Please set down only the lines between the line containing "self.table.write().unwrap_or_else(PoisonError::into_inner)" and the end of the records, inclusive, exactly as they stand.

------------------------------------------------

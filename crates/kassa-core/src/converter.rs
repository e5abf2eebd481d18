//! # Currency Converter
//!
//! The shared exchange-rate table every report page and the price manager
//! convert through.
//!
//! ## Lifecycle
//! ```text
//! ┌─────────────────────────────────────────────────────────────────────────┐
//! │                     Converter State Machine                             │
//! │                                                                         │
//! │   ┌─────────┐   set_rate (first)   ┌────────────┐   > 24h elapsed      │
//! │   │  EMPTY  │ ───────────────────► │ POPULATED  │ ─ ─ ─ ─ ─ ─ ─ ─ ┐    │
//! │   │         │  last_updated = now  │            │                 ▼    │
//! │   │ no rates│                      │ ≥ 1 rate   │           ┌─────────┐│
//! │   │ stale   │ ◄─────────────────── │ fresh      │           │  STALE  ││
//! │   └─────────┘     clear_rates      └────────────┘           │(derived)││
//! │        ▲                               │  ▲                 └────┬────┘│
//! │        │                               └──┘                      │     │
//! │        │                      set_rate (later): rate stored,     │     │
//! │        │                      last_updated NOT refreshed         │     │
//! │        └─────────────────────────────────────────────────────────┘     │
//! │                                clear_rates                             │
//! └─────────────────────────────────────────────────────────────────────────┘
//! ```
//!
//! ## Conversion Policy
//! ```text
//! convert(amount, from, to, fallback)
//!      │
//!      ├── from == to ─────────────► amount            (no lookup at all)
//!      │
//!      ├── stored rate for from→to ► amount × rate
//!      │
//!      ├── fallback given ─────────► amount × fallback
//!      │
//!      └── nothing ────────────────► amount + warn!    (NOT converted)
//! ```
//! A missing rate never fails: the dashboard keeps rendering. Callers that
//! must know whether conversion happened use [`CurrencyConverter::try_convert`]
//! or check [`CurrencyConverter::get_rate`] first.
//!
//! ## Directed Rates
//! `USD→EUR` and `EUR→USD` are separate entries. Nothing is inverted or
//! triangulated through a third currency.
//!
//! ## Thread Safety
//! The table sits behind an `RwLock`. Conversions take the read lock, rate
//! writes take the write lock, so a rate written before a `convert` call
//! (same thread, or after a join/barrier) is always observed.

use chrono::{DateTime, Duration, Utc};
use serde::{Deserialize, Serialize};
use std::collections::HashMap;
use std::sync::{Arc, PoisonError, RwLock, RwLockReadGuard, RwLockWriteGuard};
use tracing::{debug, info, warn};
use ts_rs::TS;

use crate::clock::{Clock, SystemClock};
use crate::currency::CurrencyPair;
use crate::RATE_STALENESS_HOURS;

// =============================================================================
// Exchange Rate Snapshot
// =============================================================================

/// One stored directed rate, as listed by the price manager.
#[derive(Debug, Clone, PartialEq, Serialize, Deserialize, TS)]
#[ts(export)]
pub struct ExchangeRate {
    pub from: String,
    pub to: String,
    pub rate: f64,
}

// =============================================================================
// Converter
// =============================================================================

#[derive(Debug, Default)]
struct RateTable {
    rates: HashMap<CurrencyPair, f64>,

    /// Set when the table goes from empty to non-empty. Never refreshed by
    /// later writes.
    last_updated: Option<DateTime<Utc>>,
}

/// Process-wide exchange-rate table.
///
/// Construct one at startup and share it (`Arc<CurrencyConverter>`); see
/// `kassa_rates::CurrencyState`.
///
/// ## Example
/// ```rust
/// use kassa_core::{Currency, CurrencyConverter};
///
/// let converter = CurrencyConverter::new();
/// converter.set_rate(Currency::USD, Currency::EUR, 0.5);
///
/// assert_eq!(converter.convert(10.0, Currency::USD, Currency::EUR, None), 5.0);
/// assert_eq!(converter.get_rate(Currency::EUR, Currency::USD), None);
/// assert_eq!(converter.convert(10.0, Currency::EUR, Currency::USD, Some(2.0)), 20.0);
/// assert_eq!(converter.convert(10.0, Currency::EUR, Currency::EUR, None), 10.0);
/// ```
#[derive(Debug)]
pub struct CurrencyConverter {
    table: RwLock<RateTable>,
    clock: Arc<dyn Clock>,
}

impl CurrencyConverter {
    /// Creates an empty converter on the system clock.
    pub fn new() -> Self {
        Self::with_clock(Arc::new(SystemClock))
    }

    /// Creates an empty converter reading time from `clock`.
    pub fn with_clock(clock: Arc<dyn Clock>) -> Self {
        CurrencyConverter {
            table: RwLock::new(RateTable::default()),
            clock,
        }
    }

    // =========================================================================
    // Rate Table
    // =========================================================================

    /// Stores (or overwrites) the rate for the `from → to` direction.
    ///
    /// The first rate stored into an empty table stamps `last_updated`;
    /// later calls leave the stamp alone.
    pub fn set_rate(&self, from: impl AsRef<str>, to: impl AsRef<str>, rate: f64) {
        let pair = CurrencyPair::new(from, to);
        let mut table = self.write();

        if table.last_updated.is_none() {
            table.last_updated = Some(self.clock.now());
        }

        debug!(pair = %pair, rate, "Setting exchange rate");
        table.rates.insert(pair, rate);
    }

    /// Stores many rates under a single lock acquisition.
    ///
    /// Returns how many entries were written.
    pub fn set_rates<I>(&self, rates: I) -> usize
    where
        I: IntoIterator<Item = ExchangeRate>,
    {
        let mut table = self.write();
        let mut written = 0;

        for ExchangeRate { from, to, rate } in rates {
            if table.last_updated.is_none() {
                table.last_updated = Some(self.clock.now());
            }
            table.rates.insert(CurrencyPair { from, to }, rate);
            written += 1;
        }

        debug!(count = written, "Stored exchange rates");
        written
    }

    /// Returns the stored rate for exactly `from → to`.
    ///
    /// No identity shortcut: `get_rate(X, X)` is `None` unless someone
    /// stored it.
    pub fn get_rate(&self, from: impl AsRef<str>, to: impl AsRef<str>) -> Option<f64> {
        let pair = CurrencyPair::new(from, to);
        self.read().rates.get(&pair).copied()
    }

    /// Empties the table and clears `last_updated`.
    pub fn clear_rates(&self) {
        let mut table = self.write();
        let cleared = table.rates.len();
        table.rates.clear();
        table.last_updated = None;
        info!(cleared, "Cleared exchange rates");
    }

    // =========================================================================
    // Conversion
    // =========================================================================

    /// Converts `amount` from one currency to another.
    ///
    /// See the module docs for the policy. The result is NOT guaranteed to
    /// be in `to` when neither a stored rate nor `fallback_rate` exists.
    pub fn convert(
        &self,
        amount: f64,
        from: impl AsRef<str>,
        to: impl AsRef<str>,
        fallback_rate: Option<f64>,
    ) -> f64 {
        let (from, to) = (from.as_ref(), to.as_ref());

        if from == to {
            return amount;
        }

        if let Some(rate) = self.get_rate(from, to) {
            return amount * rate;
        }

        if let Some(rate) = fallback_rate {
            return amount * rate;
        }

        warn!(
            from = %from,
            to = %to,
            "No exchange rate available, amount left unconverted"
        );
        amount
    }

    /// Like [`convert`](Self::convert) without a fallback, but reports the
    /// missing-rate case as `None` instead of returning `amount`.
    pub fn try_convert(
        &self,
        amount: f64,
        from: impl AsRef<str>,
        to: impl AsRef<str>,
    ) -> Option<f64> {
        let (from, to) = (from.as_ref(), to.as_ref());

        if from == to {
            return Some(amount);
        }

        self.get_rate(from, to).map(|rate| amount * rate)
    }

    // =========================================================================
    // Staleness
    // =========================================================================

    /// True when no rate was ever stored (or the table was cleared), or when
    /// more than [`RATE_STALENESS_HOURS`] have passed since the first rate
    /// went in.
    pub fn are_rates_stale(&self) -> bool {
        match self.read().last_updated {
            None => true,
            Some(stamped) => {
                self.clock.now() - stamped > Duration::hours(RATE_STALENESS_HOURS)
            }
        }
    }

    /// When the table was first populated.
    pub fn last_updated(&self) -> Option<DateTime<Utc>> {
        self.read().last_updated
    }

    // =========================================================================
    // Inspection
    // =========================================================================

    /// Number of stored directed rates.
    pub fn rate_count(&self) -> usize {
        self.read().rates.len()
    }

    /// All stored rates, sorted by `(from, to)`.
    pub fn rates(&self) -> Vec<ExchangeRate> {
        let table = self.read();
        let mut pairs: Vec<(&CurrencyPair, &f64)> = table.rates.iter().collect();
        pairs.sort_by(|a, b| a.0.cmp(b.0));
        pairs
            .into_iter()
            .map(|(pair, rate)| ExchangeRate {
                from: pair.from.clone(),
                to: pair.to.clone(),
                rate: *rate,
            })
            .collect()
    }

    // A panic elsewhere while holding the lock leaves the map intact (every
    // write is a single insert/clear), so poisoning is ignored.
    fn read(&self) -> RwLockReadGuard<'_, RateTable> {
        self.table.read().unwrap_or_else(PoisonError::into_inner)
    }

    fn write(&self) -> RwLockWriteGuard<'_, RateTable> {
        self.table.write().unwrap_or_else(PoisonError::into_inner)
    }
}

------------------------------------------------

RESULT FOR THIS EXERCISE -
        self.table.write().unwrap_or_else(PoisonError::into_inner)
    }
}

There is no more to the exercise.